Hybrid or Indirect Grilling

This is the most common way to use a Vortex. Usually, you set it up with the wide end down and the charcoal inside the cone. You then array the meat on the grill grates just an inch or two outside the diameter of the cone.

The heat and smoke roil up and refract off the lid to cook the meat evenly. At most you might need to rotate the meat halfway through the indirect portion of the cooking time. Piece of meat with a lot of skin might also need a single flip to mark both sides. Otherwise, there’s minimal manipulation of what you’re grilling.

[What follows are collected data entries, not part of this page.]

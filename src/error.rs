use thiserror::Error;
use wasm_bindgen::JsValue;

/// Application level failures. Each kind has its own degradation policy:
/// fetches fall back to empty data, map init retries once, geolocation and
/// planner failures are shown to the user.
#[derive(Debug, Clone, PartialEq, Error)]
pub enum AppError {
    #[error("failed to fetch {url}: {reason}")]
    FetchFailure { url: String, reason: String },

    #[error("map container not ready: {0}")]
    MapInitFailure(String),

    #[error("unable to get your location: {0}")]
    GeolocationFailure(String),

    #[error("trip plan generation failed: {0}")]
    PlanGenerationFailure(String),
}

impl AppError {
    /// The container never got a layout within the allowed attempts.
    pub fn map_init(container_id: &str, attempts: u32) -> Self {
        AppError::MapInitFailure(format!(
            "#{} has no size after {} attempts",
            container_id, attempts
        ))
    }

    pub fn fetch(url: &str, reason: impl ToString) -> Self {
        AppError::FetchFailure {
            url: url.to_string(),
            reason: reason.to_string(),
        }
    }
}

/// Convert a thrown JS value into a readable message.
pub fn js_error_message(value: &JsValue) -> String {
    if let Some(text) = value.as_string() {
        return text;
    }
    js_sys::Reflect::get(value, &JsValue::from_str("message"))
        .ok()
        .and_then(|m| m.as_string())
        .unwrap_or_else(|| format!("{:?}", value))
}

#[cfg(test)]
mod tests {
    use super::*;

    #[test]
    fn fetch_failure_message_names_url() {
        let err = AppError::fetch("/data/monastery.json", "HTTP 500");
        assert_eq!(err.to_string(), "failed to fetch /data/monastery.json: HTTP 500");
    }

    #[test]
    fn map_init_failure_names_container() {
        let err = AppError::map_init("map-container", 2);
        assert_eq!(
            err.to_string(),
            "map container not ready: #map-container has no size after 2 attempts"
        );
    }
}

Best cuts of meat for indirect grilling on a Vortex include:

  • Chicken wings
  • Bone-in chicken thighs
  • Leg of lamb
  • Stuffed pork chops
  • Reverse seared steaks

Slow & Low Smoking

Let’s say you want to slow cook a slightly larger piece of meat like a small Boston Butt pork shoulder, a prime rib roast, or a crown rack of lamb, but all you have is a kettle or barrel/drum grill. Setting the heat on one side of the firebox and the meat on the other is going to leave you with one side of the meat singed and black before the whole thing cooks through.

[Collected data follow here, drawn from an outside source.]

// ============================================================================
// CALENDAR VIEW - festival month grid, list and detail
// ============================================================================

use wasm_bindgen::prelude::*;
use web_sys::Element;

use crate::app::today;
use crate::dom::{on_error, ElementBuilder};
use crate::models::FestivalEvent;
use crate::state::{AppState, IncrementalUpdate, UpdateType};
use crate::viewmodels::calendar_viewmodel::{event_list, month_grid, DayCell, WEEKDAY_LABELS};

pub const CALENDAR_ID: &str = "calendar-region";

fn refresh() {
    crate::rerender_app_with_type(UpdateType::Incremental(IncrementalUpdate::Calendar));
}

fn nav_button(state: &AppState, label: &str, step: fn(&AppState)) -> Result<Element, JsValue> {
    let state = state.clone();
    Ok(ElementBuilder::new("button")?
        .class("calendar-nav")
        .text(label)
        .on_click(move |_| {
            step(&state);
            refresh();
        })?
        .build())
}

fn render_grid(state: &AppState) -> Result<Element, JsValue> {
    let cursor = state.calendar.borrow().clone();
    let grid = month_grid(&cursor, &state.data.events.borrow(), today());

    let header = ElementBuilder::new("div")?
        .class("calendar-header")
        .child(nav_button(state, "‹", |s| s.calendar.borrow_mut().previous_month())?)?
        .child(ElementBuilder::new("h3")?.text(&grid.title).build())?
        .child(nav_button(state, "›", |s| s.calendar.borrow_mut().next_month())?)?
        .child(nav_button(state, "Today", |s| s.calendar.borrow_mut().reset_to(today()))?)?
        .build();

    let weekdays: String = WEEKDAY_LABELS
        .iter()
        .map(|d| format!(r#"<span class="calendar-weekday">{}</span>"#, d))
        .collect();

    let cells: String = grid
        .cells
        .iter()
        .map(|cell| match cell {
            DayCell::Blank => {
                r#"<span class="calendar-cell calendar-cell--blank"></span>"#.to_string()
            }
            DayCell::Day { day, has_event, is_today } => {
                let mut class = String::from("calendar-cell");
                if *has_event {
                    class.push_str(" calendar-cell--event");
                }
                if *is_today {
                    class.push_str(" calendar-cell--today");
                }
                format!(r#"<span class="{}">{}</span>"#, class, day)
            }
        })
        .collect();

    Ok(ElementBuilder::new("div")?
        .class("calendar-grid-wrap")
        .child(header)?
        .child(
            ElementBuilder::new("div")?
                .class("calendar-grid")
                .html(&format!("{}{}", weekdays, cells))
                .build(),
        )?
        .build())
}

fn render_event_detail(event: &FestivalEvent) -> Result<Element, JsValue> {
    let img = ElementBuilder::new("img")?
        .class("event-image")
        .attr("src", &event.image_url())?
        .attr("alt", &event.name)?
        .attr("loading", "lazy")?
        .build();
    let handle = img.clone();
    on_error(&img, move |_| {
        if handle.get_attribute("src").as_deref() != Some("/placeholder.svg") {
            let _ = handle.set_attribute("src", "/placeholder.svg");
        }
    })?;

    Ok(ElementBuilder::new("article")?
        .class("event-detail")
        .child(img)?
        .child(ElementBuilder::new("h3")?.text(&event.name).build())?
        .child(
            ElementBuilder::new("p")?
                .class("event-date")
                .text(&format!("📅 {}", event.display_date()))
                .build(),
        )?
        .child(
            ElementBuilder::new("p")?
                .class("event-description")
                .text(&event.description)
                .build(),
        )?
        .build())
}

fn render_events(state: &AppState) -> Result<Element, JsValue> {
    let events = event_list(&state.data.events.borrow());
    let selected = state.calendar.borrow().selected_event;

    if events.is_empty() {
        return Ok(ElementBuilder::new("p")?
            .class("calendar-empty")
            .text("No festivals loaded yet.")
            .build());
    }

    let mut rows = Vec::with_capacity(events.len());
    for event in &events {
        let id = event.id;
        let state = state.clone();
        rows.push(
            ElementBuilder::new("li")?
                .class(if selected == Some(id) {
                    "event-row event-row--selected"
                } else {
                    "event-row"
                })
                .html(&format!(
                    "<strong>{}</strong><span>{}</span>",
                    crate::utils::escape_html(&event.name),
                    crate::utils::escape_html(event.display_date())
                ))
                .on_click(move |_| {
                    state.calendar.borrow_mut().selected_event = Some(id);
                    refresh();
                })?
                .build(),
        );
    }

    let mut column = ElementBuilder::new("div")?
        .class("calendar-events")
        .child(
            ElementBuilder::new("ul")?
                .class("event-rows")
                .children(rows)?
                .build(),
        )?;
    if let Some(event) = selected.and_then(|id| events.iter().find(|e| e.id == id)) {
        column = column.child(render_event_detail(event)?)?;
    }
    Ok(column.build())
}

pub fn render_calendar(state: &AppState) -> Result<Element, JsValue> {
    Ok(ElementBuilder::new("section")?
        .id(CALENDAR_ID)
        .class("calendar")
        .child(ElementBuilder::new("h2")?.text("Festival Calendar").build())?
        .child(render_grid(state)?)?
        .child(render_events(state)?)?
        .build())
}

With a Vortex in your grilling arsenal, you can turn it over with the large side facing up. Then build your coal bed outside the cone. Install the grates and put the meat to be smoked slow and low over the middle of the empty Vortex.

In this configuration, the flames never kiss the meat itself, and the Vortex protects it from burning. It’s also evenly surrounded by heat, which prevents one side of the meat from overcooking before the other side of the meat is done. The heat and smoke from the coals roil up and refract off the lid to replicate classic barbecue on a traditional charcoal grill.

Best cuts of meat for smoking on a Vortex include:

  • Small Boston Butt pork shoulders
  • Brisket tips
  • Ribs
  • Spatchcocked chickens
  • Beer can chicken
  • Bone-in leg of lamb
  • Roast petite
  • Eye of round roast (Pit Beef)
  • Prime rib roast

High Heat Searing

The Vortex can also be used to concentrate heat and flames for high heat searing. Here again, you set it up with the narrow end pointed up, but insert a few small spacers made from something like one-inch diameter balls of heavy-duty aluminum foil at the bottom. This will allow extra air to circulate through the coal bed.

Then you load the interior with premium charcoal briquettes of jumbo lump charcoal. This will give you a concentrated flame that is 15 to 25% higher than what you would get if you just built the same size coal bed without the vortex.

When the coals are ripping hot you can lay the meat directly over the flames. The searing time will be 30 to 45 seconds less than you normally would do per side. If you need to sear off multiple pieces of meat, the heat emanating from the vortex lets you use the outer diameter as a warming zone. All without risk of overcooking the meat on direct flame.

Best cuts of meat for high heat searing on a Vortex include:

  • New York strip steak
  • Ribeye steak
  • Natural casing hot dogs
  • Kabobs
  • Pork chops

Best Grills for Using a Vortex

Kettle grills like the Weber Original Kettle and the Napoleon NK22CK-L-1 are the most obvious choice for using a Vortex. The round shape of the grill grates and the Vortex cone complement each other. The domed shape of the lid also helps refract and recirculate the hot smoke around the food.

Though you could certainly make a case for larger barrel/drum grills like the Char-Griller E2123 Wrangler and the Oklahoma Joe’s Longhorn. If you need to cook for a lot of people at once, you could even insert two small Vortex cones on each side of the long firebox. This will let you grill with two to possibly even four temperature zones on one charcoal grill.

Vortex cones and Kamado grills like the Louisiana Grills 61240 and the Char-Griller 6520 Akorn can also be a great pairing. Just like kettle grills, you get the compatible round shape and domed lid. The added bonus here is that the ceramic walls and dome of the kamado grill also add conduction heating to the grilling equation.

 

What Size Vortex Should I Get?

The Vortex is available in three sizes, small, medium, and large. The temptation here is to go big, but really the small vortex is the most versatile and will fit nicely in most charcoal grills. Whereas the large Vortex is almost too big for anything but a monster Kamado grill or an oversized kettle grill like the Weber 60020 The Ranch.